Conyers Dill & Pearman: counsel Christoper Page. (He is in Singapore.)

De Brauw Blackstone Westbroek: Mark Rebergen. (He is in New York.)

Galicia Abogados: Corporate: Arturo Perdomo. (He is in Mexico City.)

For seller Johnson & Johnson Inc. (New Brunswick, N.J.)

In-House: Assistant general counsel Clifford Birge Jr. and Jerome Swindell, assistant general counsel–Europe Wim Bossens and Simon Neill and senior counsel Tina French.
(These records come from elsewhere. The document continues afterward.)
//! Cost policies for searches over the navigation graph.

use crate::BoundsNavigationData;

use serde::{Deserialize, Serialize};
use svo_nav_core::prelude::*;
use svo_nav_storage::prelude::*;

/// The cost of moving between two adjacent links.
pub trait TraversalCostCalculator {
    fn traversal_cost(&self, data: &BoundsNavigationData, start: OctreeLink, end: OctreeLink) -> f32;
}

/// The estimated cost of reaching `end` from `start`.
pub trait HeuristicCalculator {
    fn heuristic_cost(&self, data: &BoundsNavigationData, start: OctreeLink, end: OctreeLink) -> f32;
}

/// Both link positions, or `None` if either link does not refer to a node.
fn link_positions(
    data: &BoundsNavigationData,
    start: OctreeLink,
    end: OctreeLink,
) -> Option<(Point3f, Point3f)> {
    Some((data.link_position(start)?, data.link_position(end)?))
}

/// Traversal costs the Euclidean distance between the link centers. Links that don't refer to a node can't be traversed.
#[derive(Clone, Copy, Debug, Default, Deserialize, PartialEq, Serialize)]
pub struct DistanceTraversalCost;

impl TraversalCostCalculator for DistanceTraversalCost {
    fn traversal_cost(&self, data: &BoundsNavigationData, start: OctreeLink, end: OctreeLink) -> f32 {
        link_positions(data, start, end)
            .map(|(s, e)| s.l2_distance_squared(&e).sqrt())
            .unwrap_or(f32::INFINITY)
    }
}

/// Every traversal costs the same, no matter how large the nodes are. This biases a search toward large nodes.
#[derive(Clone, Copy, Debug, Deserialize, PartialEq, Serialize)]
#[serde(default)]
pub struct FixedTraversalCost {
    pub cost: f32,
}

impl Default for FixedTraversalCost {
    fn default() -> Self {
        Self { cost: 1.0 }
    }
}

impl TraversalCostCalculator for FixedTraversalCost {
    fn traversal_cost(&self, _data: &BoundsNavigationData, _start: OctreeLink, _end: OctreeLink) -> f32 {
        self.cost
    }
}

#[derive(Clone, Copy, Debug, Default, Deserialize, PartialEq, Serialize)]
pub struct EuclideanHeuristic;

impl HeuristicCalculator for EuclideanHeuristic {
    fn heuristic_cost(&self, data: &BoundsNavigationData, start: OctreeLink, end: OctreeLink) -> f32 {
        link_positions(data, start, end)
            .map(|(s, e)| s.l2_distance_squared(&e).sqrt())
            .unwrap_or(f32::INFINITY)
    }
}

#[derive(Clone, Copy, Debug, Default, Deserialize, PartialEq, Serialize)]
pub struct ManhattanHeuristic;

impl HeuristicCalculator for ManhattanHeuristic {
    fn heuristic_cost(&self, data: &BoundsNavigationData, start: OctreeLink, end: OctreeLink) -> f32 {
        link_positions(data, start, end)
            .map(|(s, e)| s.l1_distance(&e))
            .unwrap_or(f32::INFINITY)
    }
}

/// Tuning of a search that is independent of the chosen cost policies.
#[derive(Clone, Debug, Deserialize, PartialEq, Serialize)]
#[serde(default)]
pub struct NavigationQueryFilterSettings {
    /// Multiplies every heuristic estimate. Values above 1 make the search greedier.
    pub heuristic_scale: f32,
    /// Whether to discount the heuristic of coarse nodes, so that the search prefers large open nodes.
    pub use_node_size_compensation: bool,
    pub node_size_compensation: f32,
    pub offset_path_vertically_by_agent_radius: bool,
}

impl Default for NavigationQueryFilterSettings {
    fn default() -> Self {
        Self {
            heuristic_scale: 1.0,
            use_node_size_compensation: true,
            node_size_compensation: 1.0,
            offset_path_vertically_by_agent_radius: false,
        }
    }
}

impl NavigationQueryFilterSettings {
    /// The heuristic estimate from `start` to `end`, with the scale and node size compensation of these settings applied.
    ///
    /// Compensation multiplies the estimate by `1 - (layer / layer_count) * node_size_compensation`, where `layer` is the layer
    /// of `start`.
    pub fn scaled_heuristic_cost<H>(
        &self,
        heuristic: &H,
        data: &BoundsNavigationData,
        start: OctreeLink,
        end: OctreeLink,
    ) -> f32
    where
        H: HeuristicCalculator + ?Sized,
    {
        let mut cost = heuristic.heuristic_cost(data, start, end) * self.heuristic_scale;
        if self.use_node_size_compensation && data.layer_count() > 0 {
            let layer_fraction = f32::from(start.layer_index()) / f32::from(data.layer_count());
            cost *= 1.0 - layer_fraction * self.node_size_compensation;
        }

        cost
    }
}

// ████████╗███████╗███████╗████████╗
// ╚══██╔══╝██╔════╝██╔════╝╚══██╔══╝
//    ██║   █████╗  ███████╗   ██║
//    ██║   ██╔══╝  ╚════██║   ██║
//    ██║   ███████╗███████║   ██║
//    ╚═╝   ╚══════╝╚══════╝   ╚═╝

#[cfg(test)]
mod test {
    use super::*;

    use crate::{BoundsGenerationSettings, StaticBoxWorld};

    /// A 400 unit cube with one solid 100 unit cell in the middle, so layers 0 through 2 all hold nodes.
    fn data_with_obstacle() -> BoundsNavigationData {
        let volume = Extent3f::from_min_and_shape(Point3f::ZERO, Point3f::fill(400.0));
        let world = StaticBoxWorld::new(vec![Extent3f::from_min_and_shape(
            Point3f::fill(100.0),
            Point3f::fill(100.0),
        )]);

        BoundsNavigationData::generate(volume, &BoundsGenerationSettings::with_voxel_size(100.0), &world)
            .unwrap()
    }

    #[test]
    fn distance_and_heuristics_use_link_centers() {
        let data = data_with_obstacle();
        let a = data.link_from_position(PointN([50.0, 50.0, 50.0])).unwrap();
        let b = data.link_from_position(PointN([250.0, 50.0, 50.0])).unwrap();
        let pa = data.link_position(a).unwrap();
        let pb = data.link_position(b).unwrap();

        let expected = (pb - pa).norm();
        assert!((DistanceTraversalCost.traversal_cost(&data, a, b) - expected).abs() < 1e-3);
        assert!((EuclideanHeuristic.heuristic_cost(&data, a, b) - expected).abs() < 1e-3);
        assert!(
            (ManhattanHeuristic.heuristic_cost(&data, a, b) - pa.l1_distance(&pb)).abs() < 1e-3
        );
        assert_eq!(FixedTraversalCost::default().traversal_cost(&data, a, b), 1.0);
    }

    #[test]
    fn invalid_links_are_untraversable() {
        let data = data_with_obstacle();
        let a = data.link_from_position(PointN([50.0, 50.0, 50.0])).unwrap();

        assert_eq!(
            DistanceTraversalCost.traversal_cost(&data, a, OctreeLink::INVALID),
            f32::INFINITY
        );
        assert_eq!(
            EuclideanHeuristic.heuristic_cost(&data, OctreeLink::INVALID, a),
            f32::INFINITY
        );
    }

    #[test]
    fn node_size_compensation_discounts_coarse_layers() {
        let data = data_with_obstacle();
        let fine = data.link_from_position(PointN([150.0, 150.0, 50.0])).unwrap();
        let coarse = data.link_from_position(PointN([350.0, 350.0, 350.0])).unwrap();
        assert_eq!(fine.layer_index(), 0);
        assert_eq!(coarse.layer_index(), 1);

        let settings = NavigationQueryFilterSettings {
            heuristic_scale: 2.0,
            ..Default::default()
        };
        let heuristic = ConstantHeuristic(12.0);

        assert_eq!(settings.scaled_heuristic_cost(&heuristic, &data, fine, coarse), 24.0);
        // Layer 1 of 3 layers.
        assert!((settings.scaled_heuristic_cost(&heuristic, &data, coarse, fine) - 16.0).abs() < 1e-4);

        let uncompensated = NavigationQueryFilterSettings {
            use_node_size_compensation: false,
            ..settings
        };
        assert_eq!(uncompensated.scaled_heuristic_cost(&heuristic, &data, coarse, fine), 24.0);
    }

    struct ConstantHeuristic(f32);

    impl HeuristicCalculator for ConstantHeuristic {
        fn heuristic_cost(&self, _: &BoundsNavigationData, _: OctreeLink, _: OctreeLink) -> f32 {
            self.0
        }
    }
}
Cravath, Swaine & Moore: M&A: Robert Townsend III, Damien Zoubek and associates Stephanie Alexis, Ryan Farha and Alexander Muller. Employee compensation and benefits: associate Jarrett Hoffmann. Environmental: Matthew Morreale. (All are in New York.) Cravath is J&J’s longtime outside corporate counsel.

Baker & McKenzie: Tax: Scott Brandman, John Paek, Jonathan Stevens and asso­ciates W. Justin Hill and Trevor Mauck. (All are in New York.)

Freshfields: Antitrust: Paul Yde, counsel Mary Lehner and associates Ilana Kattan, Valeria Losco and Craig Minerva. (All are in Washington, D.C.)

Linklaters: Competition law: Jonas Koponen, Gerwin Van Gerven and asso­ciates Mar Garcia and Marcus Pollard. Corporate law: Bart Jan Kuck, Paul Van Hooghten, counsel Philippe Remels, managing associate Felix Dobbelaere and associates Marie Centner and Jae Suk Vanwijngaerden. Tax: Ivo Onkelinx, counsel Olaf Kroon, managing associate Nikolaas Van Robbroeck and associate Boudewijn Niels. (All are in Brussels except for Amsterdam-based Kuck, Kroon and Niels.) Linklaters regularly advises J&J.

Marcus is senior writer for TheDeal.com.